Stored data entries:
//! Value comparison
//!
//! - Missing fields compare as null
//! - Numbers compare numerically (`1 == 1.0`)
//! - Ordering is defined only between two numbers, two strings or two
//!   booleans; any other pair fails every ordering operator

use std::cmp::Ordering;

use serde_json::Value;

use super::condition::Operator;

/// Structural equality with numeric comparison of numbers
pub fn values_equal(a: &Value, b: &Value) -> bool {
    match (a, b) {
        (Value::Number(x), Value::Number(y)) => match (x.as_f64(), y.as_f64()) {
            (Some(x), Some(y)) => x == y,
            _ => x == y,
        },
        (Value::Array(xs), Value::Array(ys)) => {
            xs.len() == ys.len() && xs.iter().zip(ys).all(|(x, y)| values_equal(x, y))
        }
        (Value::Object(xs), Value::Object(ys)) => {
            xs.len() == ys.len()
                && xs
                    .iter()
                    .all(|(key, x)| ys.get(key).map_or(false, |y| values_equal(x, y)))
        }
        _ => a == b,
    }
}

/// Ordering between comparable values
pub fn compare_values(a: &Value, b: &Value) -> Option<Ordering> {
    match (a, b) {
        (Value::Number(x), Value::Number(y)) => x.as_f64()?.partial_cmp(&y.as_f64()?),
        (Value::String(x), Value::String(y)) => Some(x.cmp(y)),
        (Value::Bool(x), Value::Bool(y)) => Some(x.cmp(y)),
        _ => None,
    }
}

/// Applies `operator` to a field value (missing reads as null) and an operand value
pub fn apply(operator: Operator, field: Option<&Value>, value: &Value) -> bool {
    let field = field.unwrap_or(&Value::Null);
    match operator {
        Operator::Eq => values_equal(field, value),
        Operator::Ne => !values_equal(field, value),
        Operator::Lt => compare_values(field, value) == Some(Ordering::Less),
        Operator::Gt => compare_values(field, value) == Some(Ordering::Greater),
        Operator::Le => matches!(
            compare_values(field, value),
            Some(Ordering::Less | Ordering::Equal)
        ),
        Operator::Ge => matches!(
            compare_values(field, value),
            Some(Ordering::Greater | Ordering::Equal)
        ),
    }
}

/// Inclusive range check
pub fn between(field: Option<&Value>, bounds: &Value) -> bool {
    let low = bounds.get(0).unwrap_or(&Value::Null);
    let high = bounds.get(1).unwrap_or(&Value::Null);
    apply(Operator::Ge, field, low) && apply(Operator::Le, field, high)
}
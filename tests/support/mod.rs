//! Shared fixtures: users, items, orders and order lines
//!
//! - users: array collection
//! - items: object collection keyed by id
//! - orders: array collection
//! - order lines: array collection with a composite key

#![allow(dead_code)]

use std::rc::Rc;

use serde_json::{json, Value};
use storeql::{
    Database, EngineConfig, MemoryStore, Model, ModelRegistry, ModelType, Related, StorageShape,
};

pub fn user_model() -> ModelType {
    ModelType::builder("User")
        .path("users")
        .shape(StorageShape::ArrayCollection)
        .primary_key("id")
        .prop("name")
        .prop("favoriteItemIds")
        .prop("oldId")
        .prop("sortNo")
        .has_many_by("orders", "Order", "userId")
        .has_many_with("favoriteItems", "Item", "favoriteItemIds")
        .build()
        .unwrap()
}

pub fn item_model() -> ModelType {
    ModelType::builder("Item")
        .path("items")
        .shape(StorageShape::ObjectCollection)
        .primary_key("id")
        .prop("name")
        .has_many_by("orderLines", "OrderLine", "itemId")
        .has_many_through("orders", "Order", "OrderLine", "itemId", "orderId")
        .has_many_by("favoritedByUsers", "User", "favoriteItemIds")
        .build()
        .unwrap()
}

pub fn order_model() -> ModelType {
    ModelType::builder("Order")
        .path("orders")
        .shape(StorageShape::ArrayCollection)
        .primary_key("id")
        .prop("userId")
        .belongs_to("user", "User", "userId")
        .has_many_by("orderLines", "OrderLine", "orderId")
        .has_many_through("items", "Item", "OrderLine", "orderId", "itemId")
        .build()
        .unwrap()
}

pub fn order_line_model() -> ModelType {
    ModelType::builder("OrderLine")
        .path("orderLines")
        .shape(StorageShape::ArrayCollection)
        .primary_key("orderId")
        .primary_key("itemId")
        .belongs_to("item", "Item", "itemId")
        .belongs_to("order", "Order", "orderId")
        .build()
        .unwrap()
}

pub fn users_state() -> Value {
    json!([
        {"id": 1, "name": "George", "favoriteItemIds": [1, 2], "oldId": 837, "sortNo": 1},
        {"id": 2, "name": "Susan", "favoriteItemIds": [1, 4], "sortNo": 1},
        {"id": 3, "name": "Mike", "favoriteItemIds": [], "oldId": 3, "sortNo": 2}
    ])
}

pub fn items_state() -> Value {
    json!({
        "1": {"id": 1, "name": "Pen"},
        "2": {"id": 2, "name": "Paper"},
        "3": {"id": 3, "name": "Compass"},
        "4": {"id": 4, "name": "Ruler"},
        "5": {"id": 5, "name": "Eraser"}
    })
}

pub fn orders_state() -> Value {
    json!([
        {"id": 101, "userId": 1},
        {"id": 102, "userId": 1},
        {"id": 201, "userId": 2}
    ])
}

pub fn order_lines_state() -> Value {
    json!([
        {"orderId": 101, "itemId": 1},
        {"orderId": 101, "itemId": 2},
        {"orderId": 102, "itemId": 1},
        {"orderId": 201, "itemId": 5}
    ])
}

pub fn store() -> MemoryStore {
    MemoryStore::new()
        .with_module("users", users_state())
        .with_module("items", items_state())
        .with_module("orders", orders_state())
        .with_module("orderLines", order_lines_state())
}

pub fn registry() -> ModelRegistry {
    ModelRegistry::build([user_model(), item_model(), order_model(), order_line_model()]).unwrap()
}

/// Database over the fixture store with every model installed
pub fn database_with(config: EngineConfig) -> Rc<Database> {
    let db = Database::new(registry(), store(), config);
    db.install_all().unwrap();
    db
}

pub fn database() -> Rc<Database> {
    database_with(EngineConfig::default())
}

/// Integer field of every model, in order
pub fn field_of(models: &[Model], field: &str) -> Vec<i64> {
    models
        .iter()
        .map(|model| model.get(field).and_then(Value::as_i64).unwrap_or(-1))
        .collect()
}

pub fn ids(models: &[Model]) -> Vec<i64> {
    field_of(models, "id")
}

pub fn names(models: &[Model]) -> Vec<String> {
    models
        .iter()
        .map(|model| {
            model
                .get("name")
                .and_then(Value::as_str)
                .unwrap_or_default()
                .to_string()
        })
        .collect()
}

pub fn related_ids(related: &Related) -> Vec<i64> {
    ids(related.many())
}
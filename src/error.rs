//! Crate-level error type
//!
//! Every failure is immediate: no retries, no partial results.

use thiserror::Error;

use crate::model::ModelError;
use crate::store::StoreError;

/// Result type used across the engine
pub type Result<T> = std::result::Result<T, Error>;

/// Engine errors
#[derive(Debug, Clone, PartialEq, Eq, Error)]
pub enum Error {
    /// Model declaration or lookup error
    #[error("{0}")]
    Model(#[from] ModelError),

    /// Store access error
    #[error("{0}")]
    Store(#[from] StoreError),
}

impl Error {
    /// Stable machine-readable code of the underlying error
    pub fn code(&self) -> &'static str {
        match self {
            Error::Model(err) => err.code(),
            Error::Store(err) => err.code(),
        }
    }
}
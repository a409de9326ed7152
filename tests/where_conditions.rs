//! Filter condition tests
//!
//! - where / or_where / where_not / or_where_not
//! - between, in and null families
//! - grouped conditions and left-to-right accumulation
//! - primary-key shortcut equivalence

mod support;

use pretty_assertions::assert_eq;
use serde_json::{json, Value};
use storeql::filter::Operand;
use storeql::{Clause, Operator, Row, RowSet};

use support::{database, ids};

// =============================================================================
// where
// =============================================================================

/// Field, operator and value.
#[test]
fn test_where_operator() {
    let db = database();
    let user = db.query("User").where_(("id", Operator::Gt, 1)).first().unwrap().unwrap();
    assert_eq!(user.key(), "2");
}

/// Field and value default to equality.
#[test]
fn test_where_equality() {
    let db = database();
    let users = db.query("User").where_(("name", "George")).get().unwrap();
    assert_eq!(ids(&users), vec![1]);
}

/// Value computed from the row under test.
#[test]
fn test_where_computed_value() {
    let db = database();
    let old_id = Operand::computed(|row: &Row| row.get("oldId").cloned().unwrap_or(Value::Null));
    let users = db.query("User").where_(("id", old_id)).get().unwrap();
    assert_eq!(ids(&users), vec![3]);
}

/// Partial record match.
#[test]
fn test_where_object() {
    let db = database();
    let users = db
        .query("User")
        .where_(json!({"id": 1, "name": "George"}))
        .get()
        .unwrap();
    assert_eq!(ids(&users), vec![1]);

    let none = db
        .query("User")
        .where_(json!({"id": 1, "name": "Susan"}))
        .get()
        .unwrap();
    assert!(none.is_empty());
}

/// A non-object value clause fails at execution.
#[test]
fn test_where_non_object_value() {
    let db = database();
    let err = db.query("User").where_(json!([1, 2])).get().unwrap_err();
    assert_eq!(err.code(), "STOREQL_INVALID_CLAUSE");

    let err = db.query("User").or_where_not(json!("George")).count().unwrap_err();
    assert_eq!(err.code(), "STOREQL_INVALID_CLAUSE");
}

/// Predicate over the row.
#[test]
fn test_where_predicate() {
    let db = database();
    let users = db
        .query("User")
        .where_(Clause::predicate(|row| row.get("id") == Some(&json!(1))))
        .get()
        .unwrap();
    assert_eq!(ids(&users), vec![1]);
}

#[test]
fn test_where_not() {
    let db = database();
    let user = db.query("User").where_not(("id", 1)).first().unwrap().unwrap();
    assert_eq!(user.get("id"), Some(&json!(2)));
}

#[test]
fn test_or_where() {
    let db = database();
    let users = db
        .query("User")
        .where_(("id", 1))
        .or_where(("id", 2))
        .get()
        .unwrap();
    assert_eq!(ids(&users), vec![1, 2]);
}

#[test]
fn test_or_where_not() {
    let db = database();
    let users = db
        .query("User")
        .where_(("id", 1))
        .or_where_not(("id", 2))
        .get()
        .unwrap();
    assert_eq!(ids(&users), vec![1, 3]);
}

#[test]
fn test_combined_where() {
    let db = database();
    let users = db
        .query("User")
        .where_(("id", Operator::Gt, 1))
        .where_(("id", Operator::Lt, 3))
        .get()
        .unwrap();
    assert_eq!(ids(&users), vec![2]);
}

/// Conditions combine strictly left to right.
#[test]
fn test_left_to_right_accumulation() {
    let db = database();
    // (id = 3 OR id = 1) AND name = George
    let users = db
        .query("User")
        .where_(("id", 3))
        .or_where(("id", 1))
        .where_(("name", "George"))
        .get()
        .unwrap();
    assert_eq!(ids(&users), vec![1]);
}

/// Groups nest explicitly.
#[test]
fn test_where_query_group() {
    let db = database();
    // id = 3 OR (id = 1 AND name = George)
    let users = db
        .query("User")
        .where_(("id", 3))
        .or_where_query(|q| q.where_(("id", 1)).where_(("name", "George")))
        .get()
        .unwrap();
    assert_eq!(ids(&users), vec![1, 3]);

    let users = db
        .query("User")
        .where_not_query(|q| q.where_(("id", 1)).or_where(("id", 2)))
        .get()
        .unwrap();
    assert_eq!(ids(&users), vec![3]);
}

/// Composite properties compare element-wise.
#[test]
fn test_where_composite_key() {
    let db = database();
    let lines = db
        .query("OrderLine")
        .where_((["orderId", "itemId"], json!([101, 1])))
        .get()
        .unwrap();
    assert_eq!(lines.len(), 1);
    assert_eq!(lines[0].get("itemId"), Some(&json!(1)));
    assert_eq!(lines[0].key(), "[101,1]");
}

// =============================================================================
// between
// =============================================================================

#[test]
fn test_where_between() {
    let db = database();
    let users = db.query("User").where_between("id", [2, 3]).get().unwrap();
    assert_eq!(ids(&users), vec![2, 3]);
}

#[test]
fn test_or_where_between() {
    let db = database();
    let users = db
        .query("User")
        .where_(("id", 1))
        .or_where_between("id", [2, 3])
        .get()
        .unwrap();
    assert_eq!(ids(&users), vec![1, 2, 3]);
}

#[test]
fn test_where_not_between() {
    let db = database();
    let users = db
        .query("User")
        .where_(("id", 1))
        .where_not_between("id", [2, 3])
        .get()
        .unwrap();
    assert_eq!(ids(&users), vec![1]);
}

#[test]
fn test_or_where_not_between() {
    let db = database();
    let users = db
        .query("User")
        .where_(("id", 1))
        .or_where_not_between("id", [2, 3])
        .get()
        .unwrap();
    assert_eq!(ids(&users), vec![1]);
}

// =============================================================================
// in
// =============================================================================

#[test]
fn test_where_in() {
    let db = database();
    let users = db.query("User").where_in("id", [1, 3]).get().unwrap();
    assert_eq!(ids(&users), vec![1, 3]);
}

#[test]
fn test_or_where_in() {
    let db = database();
    let users = db
        .query("User")
        .where_in("id", [1, 3])
        .or_where_in("id", [2, 3])
        .get()
        .unwrap();
    assert_eq!(ids(&users), vec![1, 2, 3]);
}

#[test]
fn test_where_not_in() {
    let db = database();
    let users = db
        .query("User")
        .where_in("id", [1, 3])
        .where_not_in("id", [2, 3])
        .get()
        .unwrap();
    assert_eq!(ids(&users), vec![1]);
}

/// A leading OR condition still sets the result outright.
#[test]
fn test_or_where_not_in_alone() {
    let db = database();
    let users = db.query("User").or_where_not_in("id", [2]).get().unwrap();
    assert_eq!(ids(&users), vec![1, 3]);
}

/// An empty candidate list matches nothing.
#[test]
fn test_where_in_empty() {
    let db = database();
    let users = db.query("User").where_in("id", Vec::<i64>::new()).get().unwrap();
    assert!(users.is_empty());
}

/// Static lists and computed lists select the same rows.
#[test]
fn test_where_in_static_matches_computed() {
    let db = database();
    let fixed = db.query("User").where_in("name", ["Mike", "George"]).get().unwrap();
    let computed = db
        .query("User")
        .where_in(
            "name",
            Operand::computed(|_: &Row| json!(["Mike", "George"])),
        )
        .get()
        .unwrap();
    assert_eq!(ids(&fixed), ids(&computed));
    assert_eq!(ids(&fixed), vec![1, 3]);
}

/// Object members match regardless of key order, static or computed.
#[test]
fn test_where_in_object_members() {
    let db = database();
    let rows = || RowSet::from(vec![json!({"id": 1, "meta": {"a": 1, "b": 2}}), json!({"id": 2, "meta": {"a": 2}})]);
    let fixed = db
        .query("User")
        .where_in("meta", [json!({"b": 2, "a": 1})])
        .get_from(rows())
        .unwrap();
    let computed = db
        .query("User")
        .where_in("meta", Operand::computed(|_: &Row| json!([{"b": 2, "a": 1}])))
        .get_from(rows())
        .unwrap();
    assert_eq!(ids(&fixed), vec![1]);
    assert_eq!(ids(&fixed), ids(&computed));
}

/// Composite membership against tuples.
#[test]
fn test_where_in_composite() {
    let db = database();
    let lines = db
        .query("OrderLine")
        .where_in(["orderId", "itemId"], json!([[101, 2], [201, 5], [999, 1]]))
        .get()
        .unwrap();
    let keys: Vec<String> = lines.iter().map(|line| line.key()).collect();
    assert_eq!(keys, vec!["[101,2]", "[201,5]"]);
}

// =============================================================================
// null
// =============================================================================

/// Absent fields read as null.
#[test]
fn test_where_null() {
    let db = database();
    let users = db.query("User").where_null("oldId").get().unwrap();
    assert_eq!(ids(&users), vec![2]);

    let users = db.query("User").where_not_null("oldId").get().unwrap();
    assert_eq!(ids(&users), vec![1, 3]);
}

// =============================================================================
// Primary-key shortcut
// =============================================================================

/// Key conditions produce the same rows with or without the shortcut.
#[test]
fn test_pk_shortcut_equivalence() {
    let db = database();
    let shortcut = db.query("User").where_in("id", [3, 1]).where_(("name", "Mike")).get().unwrap();
    let scanned = db
        .query("User")
        .where_(Clause::predicate(|row| {
            matches!(row.get("id").and_then(Value::as_i64), Some(1) | Some(3))
        }))
        .where_(("name", "Mike"))
        .get()
        .unwrap();
    assert_eq!(ids(&shortcut), ids(&scanned));

    let snapshot = db.metrics().snapshot();
    assert_eq!(snapshot.pk_shortcuts, 1);
    assert_eq!(snapshot.queries_executed, 2);
}

/// A key literal of another type shares the stringified key but is not
/// equal, with or without the shortcut.
#[test]
fn test_pk_shortcut_type_mismatch() {
    let db = database();
    let shortcut = db.query("User").where_(("id", "1")).get().unwrap();
    let scanned = db
        .query("User")
        .where_(("id", "1"))
        .or_where(Clause::predicate(|_| false))
        .get()
        .unwrap();
    assert!(shortcut.is_empty());
    assert_eq!(ids(&shortcut), ids(&scanned));

    let listed = db.query("User").where_in("id", ["1", "3"]).get().unwrap();
    assert!(listed.is_empty());
    assert_eq!(db.metrics().snapshot().pk_shortcuts, 2);
}

/// Disjoint key conditions select nothing.
#[test]
fn test_pk_shortcut_intersection() {
    let db = database();
    let users = db.query("User").where_(("id", 1)).where_(("id", 2)).get().unwrap();
    assert!(users.is_empty());
}

/// Supplied rows are filtered by the key condition too.
#[test]
fn test_key_condition_on_supplied_rows() {
    let db = database();
    let rows = RowSet::from(vec![json!({"id": 1}), json!({"id": 2})]);
    let users = db.query("User").where_(("id", 2)).get_from(rows).unwrap();
    assert_eq!(ids(&users), vec![2]);
}

/// Object collections keep their shape through filtering.
#[test]
fn test_filtered_keeps_keyed_shape() {
    let db = database();
    let index = db.index("Item", &[]).unwrap();
    let filtered = db
        .query("Item")
        .where_(("id", Operator::Ge, 4))
        .filtered(Some(RowSet::from(index)))
        .unwrap();
    match filtered {
        RowSet::Index(rows) => assert_eq!(rows.keys().collect::<Vec<_>>(), vec!["4", "5"]),
        RowSet::List(_) => panic!("expected keyed rows"),
    }
}
//! Resolved relation values

use super::model::Model;

/// Value of a relation field
#[derive(Debug, Clone)]
pub enum Related {
    One(Option<Model>),
    Many(Vec<Model>),
}

impl Related {
    /// The single related record; the first one for collections
    pub fn one(&self) -> Option<&Model> {
        match self {
            Related::One(model) => model.as_ref(),
            Related::Many(models) => models.first(),
        }
    }

    /// Related records as a slice
    pub fn many(&self) -> &[Model] {
        match self {
            Related::One(Some(model)) => std::slice::from_ref(model),
            Related::One(None) => &[],
            Related::Many(models) => models,
        }
    }

    pub fn into_vec(self) -> Vec<Model> {
        match self {
            Related::One(model) => model.into_iter().collect(),
            Related::Many(models) => models,
        }
    }

    /// Identity keys in order
    pub fn keys(&self) -> Vec<String> {
        self.many().iter().map(Model::key).collect()
    }

    pub fn len(&self) -> usize {
        self.many().len()
    }

    pub fn is_empty(&self) -> bool {
        self.many().is_empty()
    }
}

# [Work task]
The answer should be one number, namely how many lines of the entries above include the string "RowSet".

# [Answer for this exercise]
6